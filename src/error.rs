//! Error taxonomy and the status/body pair returned to callers

use serde::{Deserialize, Serialize};
use serde_json::Value;
use thiserror::Error;

/// HTTP-style status codes used in command results
pub mod status {
    pub const OK: u16 = 200;
    pub const BAD_REQUEST: u16 = 400;
    pub const REQUEST_TIMEOUT: u16 = 408;
    pub const INTERNAL: u16 = 500;
    pub const UNAVAILABLE: u16 = 503;
}

/// Failures raised while dispatching a command
#[derive(Debug, Clone, Error, PartialEq)]
pub enum CommandError {
    #[error("unable to load {entity}: {cause}")]
    MetadataFetch { entity: &'static str, cause: String },

    #[error("unable to marshal input: {0}")]
    Marshal(String),

    #[error("unable to unmarshal output: {0}")]
    Unmarshal(String),

    #[error("unable to produce message")]
    TransportSend,

    #[error("timeout")]
    Timeout,

    #[error("{0}")]
    Validation(String),

    #[error("unable to query last value: {0}")]
    LastValue(String),

    #[error("shutting down")]
    ShuttingDown,

    #[error("{0}")]
    Internal(String),
}

impl CommandError {
    pub fn metadata(entity: &'static str, cause: impl std::fmt::Display) -> Self {
        Self::MetadataFetch {
            entity,
            cause: cause.to_string(),
        }
    }

    /// Status code reported for this failure
    pub fn status(&self) -> u16 {
        match self {
            CommandError::Timeout => status::REQUEST_TIMEOUT,
            CommandError::Validation(_) => status::BAD_REQUEST,
            CommandError::ShuttingDown => status::UNAVAILABLE,
            _ => status::INTERNAL,
        }
    }
}

/// Outcome of a command: a status code and a JSON body
#[derive(Debug, Clone, PartialEq, Serialize, Deserialize)]
pub struct CommandResponse {
    pub status: u16,
    pub body: Value,
}

impl CommandResponse {
    pub fn new(status: u16, body: Value) -> Self {
        Self { status, body }
    }

    pub fn ok(body: Value) -> Self {
        Self::new(status::OK, body)
    }

    pub fn is_ok(&self) -> bool {
        self.status == status::OK
    }
}

impl From<CommandError> for CommandResponse {
    fn from(err: CommandError) -> Self {
        Self::new(err.status(), Value::String(err.to_string()))
    }
}
//! Device metadata repository interface
//!
//! This module provides:
//! - The entity types the dispatcher resolves before sending a command
//! - The repository trait the dispatcher consumes
//! - An in-memory repository loaded from a JSON document

mod model;
mod repository;

pub use model::{
    AspectNode, Concept, Content, ContentVariable, Device, DeviceGroup, DeviceType, Function,
    FunctionKind, Interaction, Protocol, ProtocolSegment, Service,
};
pub use repository::{MetadataDocument, StaticRepository};

use anyhow::Result;
use async_trait::async_trait;

/// Read access to device metadata
///
/// Calls are idempotent and may be cached by the implementation.
#[async_trait]
pub trait MetadataRepository: Send + Sync {
    async fn get_device(&self, token: &str, id: &str) -> Result<Device>;
    async fn get_service(&self, token: &str, id: &str) -> Result<Service>;
    async fn get_function(&self, token: &str, id: &str) -> Result<Function>;
    async fn get_concept(&self, token: &str, id: &str) -> Result<Concept>;
    async fn get_protocol(&self, token: &str, id: &str) -> Result<Protocol>;
    async fn get_device_type(&self, token: &str, id: &str) -> Result<DeviceType>;
    async fn get_device_group(&self, token: &str, id: &str) -> Result<DeviceGroup>;
    async fn get_aspect_node(&self, token: &str, id: &str) -> Result<AspectNode>;
}
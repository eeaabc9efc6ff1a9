//! Dispatcher configuration

use device_command_shared::defaults;
use std::time::Duration;
use tracing::warn;

/// Configuration for the command service and its transport
#[derive(Debug, Clone)]
pub struct DispatchConfig {
    /// Source name stamped on outbound headers
    pub source: String,
    /// Wait used when a caller's timeout is empty or unparsable
    pub default_timeout: Duration,
    /// Number of response-consuming workers
    pub response_workers: usize,
    /// Device connector address for the TCP transport
    pub connector_addr: String,
    /// Connection timeout
    pub connect_timeout: Duration,
    /// Reconnection delay (initial)
    pub reconnect_delay: Duration,
    /// Maximum reconnection delay
    pub max_reconnect_delay: Duration,
}

impl Default for DispatchConfig {
    fn default() -> Self {
        Self {
            source: "device-command".into(),
            default_timeout: Duration::from_millis(defaults::COMMAND_TIMEOUT_MS),
            response_workers: defaults::RESPONSE_WORKERS,
            connector_addr: defaults::CONNECTOR_ADDR.into(),
            connect_timeout: Duration::from_secs(5),
            reconnect_delay: Duration::from_secs(1),
            max_reconnect_delay: Duration::from_secs(30),
        }
    }
}

impl DispatchConfig {
    /// Defaults overridden by `DEVICE_COMMAND_*` environment variables
    pub fn from_env() -> Self {
        Self::from_lookup(|key| std::env::var(key).ok())
    }

    fn from_lookup(lookup: impl Fn(&str) -> Option<String>) -> Self {
        let mut config = Self::default();

        if let Some(source) = lookup("DEVICE_COMMAND_SOURCE") {
            config.source = source;
        }
        if let Some(addr) = lookup("DEVICE_COMMAND_CONNECTOR_ADDR") {
            config.connector_addr = addr;
        }
        if let Some(raw) = lookup("DEVICE_COMMAND_RESPONSE_WORKERS") {
            match raw.parse::<usize>() {
                Ok(n) if n > 0 => config.response_workers = n,
                _ => warn!("ignoring invalid DEVICE_COMMAND_RESPONSE_WORKERS={}", raw),
            }
        }
        duration_override(&lookup, "DEVICE_COMMAND_DEFAULT_TIMEOUT", &mut config.default_timeout);
        duration_override(&lookup, "DEVICE_COMMAND_CONNECT_TIMEOUT", &mut config.connect_timeout);
        duration_override(&lookup, "DEVICE_COMMAND_RECONNECT_DELAY", &mut config.reconnect_delay);
        duration_override(
            &lookup,
            "DEVICE_COMMAND_MAX_RECONNECT_DELAY",
            &mut config.max_reconnect_delay,
        );

        config
    }

    /// Resolve a caller-supplied timeout string such as `"5s"` or `"250ms"`
    pub fn parse_timeout(&self, raw: Option<&str>) -> Duration {
        match raw.map(str::trim) {
            None | Some("") => self.default_timeout,
            Some(raw) => humantime::parse_duration(raw).unwrap_or_else(|e| {
                warn!("invalid timeout {:?} ({}), using default", raw, e);
                self.default_timeout
            }),
        }
    }
}

fn duration_override(lookup: &impl Fn(&str) -> Option<String>, key: &str, target: &mut Duration) {
    if let Some(raw) = lookup(key) {
        match humantime::parse_duration(&raw) {
            Ok(d) => *target = d,
            Err(e) => warn!("ignoring invalid {}={} ({})", key, raw, e),
        }
    }
}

•••••

→ **Task to carry out**
Repeat the records exactly, leaving out none of them.

→ **Result of this task**
filename src/error.rs
//! Error taxonomy and the status/body pair returned to callers

use serde::{Deserialize, Serialize};
use serde_json::Value;
use thiserror::Error;

/// HTTP-style status codes used in command results
pub mod status {
    pub const OK: u16 = 200;
    pub const BAD_REQUEST: u16 = 400;
    pub const REQUEST_TIMEOUT: u16 = 408;
    pub const INTERNAL: u16 = 500;
    pub const UNAVAILABLE: u16 = 503;
}

/// Failures raised while dispatching a command
#[derive(Debug, Clone, Error, PartialEq)]
pub enum CommandError {
    #[error("unable to load {entity}: {cause}")]
    MetadataFetch { entity: &'static str, cause: String },

    #[error("unable to marshal input: {0}")]
    Marshal(String),

    #[error("unable to unmarshal output: {0}")]
    Unmarshal(String),

    #[error("unable to produce message")]
    TransportSend,

    #[error("timeout")]
    Timeout,

    #[error("{0}")]
    Validation(String),

    #[error("unable to query last value: {0}")]
    LastValue(String),

    #[error("shutting down")]
    ShuttingDown,

    #[error("{0}")]
    Internal(String),
}

impl CommandError {
    pub fn metadata(entity: &'static str, cause: impl std::fmt::Display) -> Self {
        Self::MetadataFetch {
            entity,
            cause: cause.to_string(),
        }
    }

    /// Status code reported for this failure
    pub fn status(&self) -> u16 {
        match self {
            CommandError::Timeout => status::REQUEST_TIMEOUT,
            CommandError::Validation(_) => status::BAD_REQUEST,
            CommandError::ShuttingDown => status::UNAVAILABLE,
            _ => status::INTERNAL,
        }
    }
}

/// Outcome of a command: a status code and a JSON body
#[derive(Debug, Clone, PartialEq, Serialize, Deserialize)]
pub struct CommandResponse {
    pub status: u16,
    pub body: Value,
}

impl CommandResponse {
    pub fn new(status: u16, body: Value) -> Self {
        Self { status, body }
    }

    pub fn ok(body: Value) -> Self {
        Self::new(status::OK, body)
    }

    pub fn is_ok(&self) -> bool {
        self.status == status::OK
    }
}

impl From<CommandError> for CommandResponse {
    fn from(err: CommandError) -> Self {
        Self::new(err.status(), Value::String(err.to_string()))
    }
}
//! Device metadata repository interface
//!
//! This module provides:
//! - The entity types the dispatcher resolves before sending a command
//! - The repository trait the dispatcher consumes
//! - An in-memory repository loaded from a JSON document

mod model;
mod repository;

pub use model::{
    AspectNode, Concept, Content, ContentVariable, Device, DeviceGroup, DeviceType, Function,
    FunctionKind, Interaction, Protocol, ProtocolSegment, Service,
};
pub use repository::{MetadataDocument, StaticRepository};

use anyhow::Result;
use async_trait::async_trait;

/// Read access to device metadata
///
/// Calls are idempotent and may be cached by the implementation.
#[async_trait]
pub trait MetadataRepository: Send + Sync {
    async fn get_device(&self, token: &str, id: &str) -> Result<Device>;
    async fn get_service(&self, token: &str, id: &str) -> Result<Service>;
    async fn get_function(&self, token: &str, id: &str) -> Result<Function>;
    async fn get_concept(&self, token: &str, id: &str) -> Result<Concept>;
    async fn get_protocol(&self, token: &str, id: &str) -> Result<Protocol>;
    async fn get_device_type(&self, token: &str, id: &str) -> Result<DeviceType>;
    async fn get_device_group(&self, token: &str, id: &str) -> Result<DeviceGroup>;
    async fn get_aspect_node(&self, token: &str, id: &str) -> Result<AspectNode>;
}
repository eeaabc9efc6ff1a9
//! Dispatcher configuration

use device_command_shared::defaults;
use std::time::Duration;
use tracing::warn;

/// Configuration for the command service and its transport
#[derive(Debug, Clone)]
pub struct DispatchConfig {
    /// Source name stamped on outbound headers
    pub source: String,
    /// Wait used when a caller's timeout is empty or unparsable
    pub default_timeout: Duration,
    /// Number of response-consuming workers
    pub response_workers: usize,
    /// Device connector address for the TCP transport
    pub connector_addr: String,
    /// Connection timeout
    pub connect_timeout: Duration,
    /// Reconnection delay (initial)
    pub reconnect_delay: Duration,
    /// Maximum reconnection delay
    pub max_reconnect_delay: Duration,
}

impl Default for DispatchConfig {
    fn default() -> Self {
        Self {
            source: "device-command".into(),
            default_timeout: Duration::from_millis(defaults::COMMAND_TIMEOUT_MS),
            response_workers: defaults::RESPONSE_WORKERS,
            connector_addr: defaults::CONNECTOR_ADDR.into(),
            connect_timeout: Duration::from_secs(5),
            reconnect_delay: Duration::from_secs(1),
            max_reconnect_delay: Duration::from_secs(30),
        }
    }
}

impl DispatchConfig {
    /// Defaults overridden by `DEVICE_COMMAND_*` environment variables
    pub fn from_env() -> Self {
        Self::from_lookup(|key| std::env::var(key).ok())
    }

    fn from_lookup(lookup: impl Fn(&str) -> Option<String>) -> Self {
        let mut config = Self::default();

        if let Some(source) = lookup("DEVICE_COMMAND_SOURCE") {
            config.source = source;
        }
        if let Some(addr) = lookup("DEVICE_COMMAND_CONNECTOR_ADDR") {
            config.connector_addr = addr;
        }
        if let Some(raw) = lookup("DEVICE_COMMAND_RESPONSE_WORKERS") {
            match raw.parse::<usize>() {
                Ok(n) if n > 0 => config.response_workers = n,
                _ => warn!("ignoring invalid DEVICE_COMMAND_RESPONSE_WORKERS={}", raw),
            }
        }
        duration_override(&lookup, "DEVICE_COMMAND_DEFAULT_TIMEOUT", &mut config.default_timeout);
        duration_override(&lookup, "DEVICE_COMMAND_CONNECT_TIMEOUT", &mut config.connect_timeout);
        duration_override(&lookup, "DEVICE_COMMAND_RECONNECT_DELAY", &mut config.reconnect_delay);
        duration_override(
            &lookup,
            "DEVICE_COMMAND_MAX_RECONNECT_DELAY",
            &mut config.max_reconnect_delay,
        );

        config
    }

    /// Resolve a caller-supplied timeout string such as `"5s"` or `"250ms"`
    pub fn parse_timeout(&self, raw: Option<&str>) -> Duration {
        match raw.map(str::trim) {
            None | Some("") => self.default_timeout,
            Some(raw) => humantime::parse_duration(raw).unwrap_or_else(|e| {
                warn!("invalid timeout {:?} ({}), using default", raw, e);
                self.default_timeout
            }),
        }
    }
}

fn duration_override(lookup: &impl Fn(&str) -> Option<String>, key: &str, target: &mut Duration) {
    if let Some(raw) = lookup(key) {
        match humantime::parse_duration(&raw) {
            Ok(d) => *target = d,
            Err(e) => warn!("ignoring invalid {}={} ({})", key, raw, e),
        }
    }
}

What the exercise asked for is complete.